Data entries
+++++
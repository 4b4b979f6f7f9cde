use crate::value_objects::instrument::InstrumentId;
use chrono::NaiveDate;
use serde::{Deserialize, Serialize};

#[derive(Debug, Clone, PartialEq, Serialize, Deserialize)]
pub struct PricePoint {
    pub instrument: InstrumentId,
    pub date: NaiveDate,
    pub open: f64,
    pub high: f64,
    pub low: f64,
    pub close: f64,
    pub volume: f64,
}

impl PricePoint {
    pub fn has_tradable_close(&self) -> bool {
        self.close.is_finite() && self.close > 0.0
    }
}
+++++
▶ **Exercise aim**: Find the line containing "pub fn has_tradable_close(&self)", then output it and every line after it to the end of the data, exactly.

▶ **Answer**:
    pub fn has_tradable_close(&self) -> bool {
        self.close.is_finite() && self.close > 0.0
    }
}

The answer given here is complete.